While that's going on, heat up a little bit of EVOO in a pan with somewhat tall sides. You end up with a lot of sauce, here. Throw in your pepper, onion, garlic, and ground beef and saute until the onions get somewhat translucent and the beef starts to brown. At this point, add the diced tomatoes, if using, and the pasta sauce. Turn your heat to low and allow it to simmer until you're ready for it.
While the sauce is simmering away, get out a med-large bowl for the tofu mixture. Into this add your sour cream, cream cheese, chives, salt and tofu. When you add the tofu, squish it between your fingers so that it has a ricotta cheese-like consistency. Using a fork, MIX WELL. If you don't, the flavors won't mesh and it will taste strange.
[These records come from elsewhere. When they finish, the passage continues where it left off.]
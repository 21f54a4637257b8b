// SPDX-License-Identifier: MPL-2.0
// This Source Code Form is subject to the terms of the Mozilla Public
// License, v. 2.0. If a copy of the MPL was not distributed with this
// file, You can obtain one at https://mozilla.org/MPL/2.0/.

//! Extended status (`estats`) decoding.
//!
//! After the usual `STATUS` segment the miner packs its telemetry into a flat
//! run of `KEY[value]` tokens:
//!
//! ```text
//! STATUS=S,...|STATS=0,ID=AVA100,MM ID0=Ver[Nano3s-25021401] ITemp[25.4] OTemp[38] Fan1[2040] FanR[45%] PS[0 1205 1202 21 0 1203 126] LED[1] LEDUser[1-100-50-255-0-0] WORKMODE[2]
//! ```
//!
//! Each identifier has its own value shape, so each gets its own decoding
//! rule. A value that does not decode is kept as `None` or as a raw fallback,
//! never dropped and never an error.

use std::num::ParseIntError;
use std::sync::LazyLock;

use indexmap::IndexMap;
use regex::Regex;
use serde::ser::SerializeMap;
use serde::{Serialize, Serializer};

use crate::types::{LedEffect, LedSetting, RgbColor, WorkMode, reconstruct_base_color};

/// Identifier followed by a bracketed value.
static BRACKET_PATTERN: LazyLock<Regex> =
    LazyLock::new(|| Regex::new(r"(\w+)\[([^\]]*)\]").expect("constant regex pattern is valid"));

/// Identifiers decoded as temperatures (degrees Celsius).
pub const TEMPERATURE_KEYS: [&str; 7] = [
    "ITemp", "OTemp", "TMax", "TAvg", "TarT", "MTmax", "MTavg",
];

/// Decoded `estats` reply.
///
/// The shape is fixed: every map exists even when the miner did not report
/// anything for it.
///
/// # Examples
///
/// ```
/// use avalon_lib::response::{decode_extended, PowerSupply};
///
/// let estats = decode_extended("STATUS=S|ITemp[25.4] Fan1[50%] PS[1 2 3 4 5 6 7] LED[1]");
///
/// assert_eq!(estats.temperatures["ITemp"], Some(25.4));
/// assert_eq!(estats.fans["Fan1"], Some(50));
/// assert_eq!(estats.led.led, Some(1));
/// match estats.power_supply {
///     Some(PowerSupply::Reading(ps)) => assert_eq!(ps.power, 7),
///     other => panic!("unexpected {other:?}"),
/// }
/// ```
#[derive(Debug, Clone, Default, PartialEq, Serialize)]
pub struct ExtendedStatus {
    /// Temperature readings; `None` when the value did not parse.
    pub temperatures: IndexMap<String, Option<f64>>,
    /// Fan readings (`Fan1` in RPM, `FanR` in percent).
    pub fans: IndexMap<String, Option<i64>>,
    /// Power supply telemetry from `PS[...]`.
    pub power_supply: Option<PowerSupply>,
    /// LED state from `LED[...]` and `LEDUser[...]`.
    pub led: LedStatus,
    /// Every other identifier, verbatim.
    pub misc: IndexMap<String, String>,
    /// Work mode level from `WORKMODE[...]`.
    pub work_mode: Option<i64>,
}

impl ExtendedStatus {
    /// Returns true if nothing was decoded.
    #[must_use]
    pub fn is_empty(&self) -> bool {
        self.temperatures.is_empty()
            && self.fans.is_empty()
            && self.power_supply.is_none()
            && self.led.led.is_none()
            && self.led.user.is_none()
            && self.misc.is_empty()
            && self.work_mode.is_none()
    }

    /// Returns a temperature reading.
    #[must_use]
    pub fn temperature(&self, key: &str) -> Option<f64> {
        self.temperatures.get(key).copied().flatten()
    }

    /// Returns a fan reading.
    #[must_use]
    pub fn fan(&self, key: &str) -> Option<i64> {
        self.fans.get(key).copied().flatten()
    }

    /// Returns the reported work mode, if it is a known level.
    #[must_use]
    pub fn selected_work_mode(&self) -> Option<WorkMode> {
        self.work_mode.and_then(|level| WorkMode::try_from(level).ok())
    }

    fn apply(&mut self, key: &str, value: &str) {
        match key {
            k if TEMPERATURE_KEYS.contains(&k) => {
                self.temperatures.insert(k.to_string(), value.parse().ok());
            }
            k if k.starts_with("Fan") => {
                self.fans.insert(k.to_string(), parse_fan(value));
            }
            "PS" => self.power_supply = Some(PowerSupply::parse(value)),
            "LED" => self.led.led = value.parse().ok(),
            "LEDUser" => self.led.user = Some(LedUser::parse(value)),
            "WORKMODE" => self.work_mode = value.parse().ok(),
            k => {
                self.misc.insert(k.to_string(), value.to_string());
            }
        }
    }
}

fn parse_fan(value: &str) -> Option<i64> {
    if value.is_empty() {
        return None;
    }
    value.replace('%', "").trim().parse().ok()
}

/// Decodes an `estats` reply.
///
/// Returns an empty [`ExtendedStatus`] if the text has no `|` delimiter.
/// Only the text after the first `|` is scanned.
#[must_use]
pub fn decode_extended(text: &str) -> ExtendedStatus {
    let mut status = ExtendedStatus::default();
    let Some((_, payload)) = text.split_once('|') else {
        return status;
    };

    for captures in BRACKET_PATTERN.captures_iter(payload.trim()) {
        status.apply(&captures[1], captures[2].trim());
    }

    status
}

/// Power supply telemetry from `PS[status cv hv ping reserved current power]`.
#[derive(Debug, Clone, PartialEq, Eq)]
pub enum PowerSupply {
    /// All seven fields decoded.
    Reading(PowerSupplyReading),
    /// Fewer than seven space separated fields.
    TooFewFields {
        /// The bracket value.
        raw: String,
    },
    /// Seven or more fields, but not all integers.
    ParseError {
        /// The bracket value.
        raw: String,
    },
}

/// Decoded power supply fields.
#[derive(Debug, Clone, Copy, PartialEq, Eq, Serialize)]
pub struct PowerSupplyReading {
    /// Supply status code.
    pub status: i64,
    /// Control board voltage.
    pub control_voltage: i64,
    /// Hashboard voltage in millivolts.
    pub hashboard_voltage: i64,
    /// Supply ping.
    pub ping: i64,
    /// Unused by current firmware.
    pub reserved: i64,
    /// Output current.
    pub current_output: i64,
    /// Power draw in watts.
    pub power: i64,
}

impl PowerSupply {
    fn parse(value: &str) -> Self {
        let parts: Vec<&str> = value.split_whitespace().collect();
        if parts.len() < 7 {
            return Self::TooFewFields {
                raw: value.to_string(),
            };
        }

        let fields: Result<Vec<i64>, ParseIntError> =
            parts[..7].iter().map(|p| p.parse()).collect();
        match fields.as_deref() {
            Ok(&[
                status,
                control_voltage,
                hashboard_voltage,
                ping,
                reserved,
                current_output,
                power,
            ]) => Self::Reading(PowerSupplyReading {
                status,
                control_voltage,
                hashboard_voltage,
                ping,
                reserved,
                current_output,
                power,
            }),
            _ => Self::ParseError {
                raw: value.to_string(),
            },
        }
    }

    /// Returns the decoded reading, if any.
    #[must_use]
    pub fn reading(&self) -> Option<&PowerSupplyReading> {
        match self {
            Self::Reading(reading) => Some(reading),
            _ => None,
        }
    }
}

impl Serialize for PowerSupply {
    fn serialize<S: Serializer>(&self, serializer: S) -> Result<S::Ok, S::Error> {
        match self {
            Self::Reading(reading) => reading.serialize(serializer),
            Self::TooFewFields { raw } => {
                serialize_fallback(serializer, raw, "too_few_fields", &true)
            }
            Self::ParseError { raw } => serialize_fallback(serializer, raw, "parse_error", &true),
        }
    }
}

/// LED state reported by `estats`.
#[derive(Debug, Clone, Default, PartialEq, Eq, Serialize)]
pub struct LedStatus {
    /// `LED[...]` value; `None` when absent or not an integer.
    #[serde(rename = "LED")]
    pub led: Option<i64>,
    /// `LEDUser[...]` value.
    #[serde(rename = "LEDUser")]
    pub user: Option<LedUser>,
}

impl LedStatus {
    /// Returns the decoded user LED setting, if any.
    #[must_use]
    pub fn user_setting(&self) -> Option<&LedUserSetting> {
        self.user.as_ref().and_then(LedUser::setting)
    }
}

/// User LED configuration from `LEDUser[effect-brightness-ct-r-g-b]`.
#[derive(Debug, Clone, PartialEq, Eq)]
pub enum LedUser {
    /// All six fields decoded.
    Setting(LedUserSetting),
    /// Fewer than six non-empty fields.
    Incomplete {
        /// The bracket value.
        raw: String,
    },
    /// A field was not an integer.
    Error {
        /// The bracket value.
        raw: String,
        /// Conversion error message.
        message: String,
    },
}

impl LedUser {
    fn parse(value: &str) -> Self {
        let parts: Vec<&str> = value
            .split('-')
            .map(str::trim)
            .filter(|p| !p.is_empty())
            .collect();
        if parts.len() < 6 {
            return Self::Incomplete {
                raw: value.to_string(),
            };
        }

        let fields: Result<Vec<i64>, ParseIntError> =
            parts[..6].iter().map(|p| p.parse()).collect();
        match fields {
            Ok(f) => Self::Setting(LedUserSetting {
                effect: f[0],
                brightness: f[1],
                color_temp: f[2],
                r: f[3],
                g: f[4],
                b: f[5],
                raw: value.to_string(),
            }),
            Err(err) => Self::Error {
                raw: value.to_string(),
                message: err.to_string(),
            },
        }
    }

    /// Returns the decoded setting, if any.
    #[must_use]
    pub fn setting(&self) -> Option<&LedUserSetting> {
        match self {
            Self::Setting(setting) => Some(setting),
            _ => None,
        }
    }
}

impl Serialize for LedUser {
    fn serialize<S: Serializer>(&self, serializer: S) -> Result<S::Ok, S::Error> {
        match self {
            Self::Setting(setting) => setting.serialize(serializer),
            Self::Incomplete { raw } => serialize_fallback(serializer, raw, "incomplete", &true),
            Self::Error { raw, message } => serialize_fallback(serializer, raw, "error", message),
        }
    }
}

/// Decoded `LEDUser` fields, as reported by the firmware.
///
/// `r`, `g` and `b` are already scaled by `brightness`; use
/// [`base_color`](Self::base_color) to recover the color a user picked.
#[derive(Debug, Clone, PartialEq, Eq, Serialize)]
pub struct LedUserSetting {
    /// Effect number (0 = off, 1 = stay, ...).
    pub effect: i64,
    /// Brightness percent.
    pub brightness: i64,
    /// Color temperature.
    pub color_temp: i64,
    /// Red channel.
    #[serde(rename = "R")]
    pub r: i64,
    /// Green channel.
    #[serde(rename = "G")]
    pub g: i64,
    /// Blue channel.
    #[serde(rename = "B")]
    pub b: i64,
    /// The bracket value.
    pub raw: String,
}

impl LedUserSetting {
    /// Returns true unless the effect is "off".
    #[must_use]
    pub fn is_on(&self) -> bool {
        self.effect != 0
    }

    /// Returns the effect, if it fits the wire range.
    #[must_use]
    pub fn led_effect(&self) -> Option<LedEffect> {
        LedEffect::from_reported(self.effect)
    }

    /// Builds a setting that keeps this brightness, color temperature and
    /// color but switches to `effect`.
    #[must_use]
    pub fn with_effect(&self, effect: LedEffect) -> LedSetting {
        LedSetting::new(
            effect,
            clamp_u8(self.brightness),
            u16::try_from(self.color_temp.clamp(0, i64::from(u16::MAX))).unwrap_or(u16::MAX),
            self.color(),
        )
    }

    /// Returns the reported color, channels clamped to 0-255.
    #[must_use]
    pub fn color(&self) -> RgbColor {
        RgbColor::new(clamp_u8(self.r), clamp_u8(self.g), clamp_u8(self.b))
    }

    /// Returns the brightness on a 0-255 scale.
    #[must_use]
    #[allow(
        clippy::cast_possible_truncation,
        clippy::cast_precision_loss,
        clippy::cast_sign_loss
    )]
    pub fn perceptual_brightness(&self) -> u8 {
        let percent = self.brightness.clamp(0, 100) as f64;
        (percent / 100.0 * 255.0).round_ties_even() as u8
    }

    /// Approximates the unscaled color from the reported one.
    ///
    /// Returns `None` when brightness is zero, as nothing can be recovered.
    #[must_use]
    pub fn base_color(&self) -> Option<RgbColor> {
        if self.brightness <= 0 {
            return None;
        }
        Some(reconstruct_base_color(
            clamp_u8(self.brightness.min(100)),
            self.color(),
        ))
    }
}

fn clamp_u8(value: i64) -> u8 {
    u8::try_from(value.clamp(0, 255)).unwrap_or(u8::MAX)
}

fn serialize_fallback<S, V>(
    serializer: S,
    raw: &str,
    flag: &'static str,
    value: &V,
) -> Result<S::Ok, S::Error>
where
    S: Serializer,
    V: Serialize + ?Sized,
{
    let mut map = serializer.serialize_map(Some(2))?;
    map.serialize_entry("raw", raw)?;
    map.serialize_entry(flag, value)?;
    map.end()
}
Ok, here's the fun part: layering. In a 9x13 casserole dish add a little less than half of the sauce and spread it evenly. Then add half the noodles. On top of the noodles, spread the entire tofu mixture. Top this with the rest of the noodles, and finish by pouring the rest of the sauce over the top. Cover with tinfoil and pop that baby in the oven for about an hour. The last 20 minutes or so, uncover it so that the top gets nice and brown.
This dish is seriously addicting. They need to think up a new name for it so that it sounds more appetizing.
Next is our actual Sunday night dinner. Salisbury Steaks from Vegan Dad. I'm always looking for new ways to try out seitan, and this one was .....nomnomnomnomnom! The one thing I did differently was add thyme instead of dill (didn't have any dill). Oh and I also messed up by not really 'grating' the tempeh. I thought mushing it up with a fork would work ok. I was wrong. It didn't really incorporate into the wheat gluten, so there were little chunks of tempeh and not all of them made it into my final 'steaks' because they kept falling out. So make sure you grate it, if possible.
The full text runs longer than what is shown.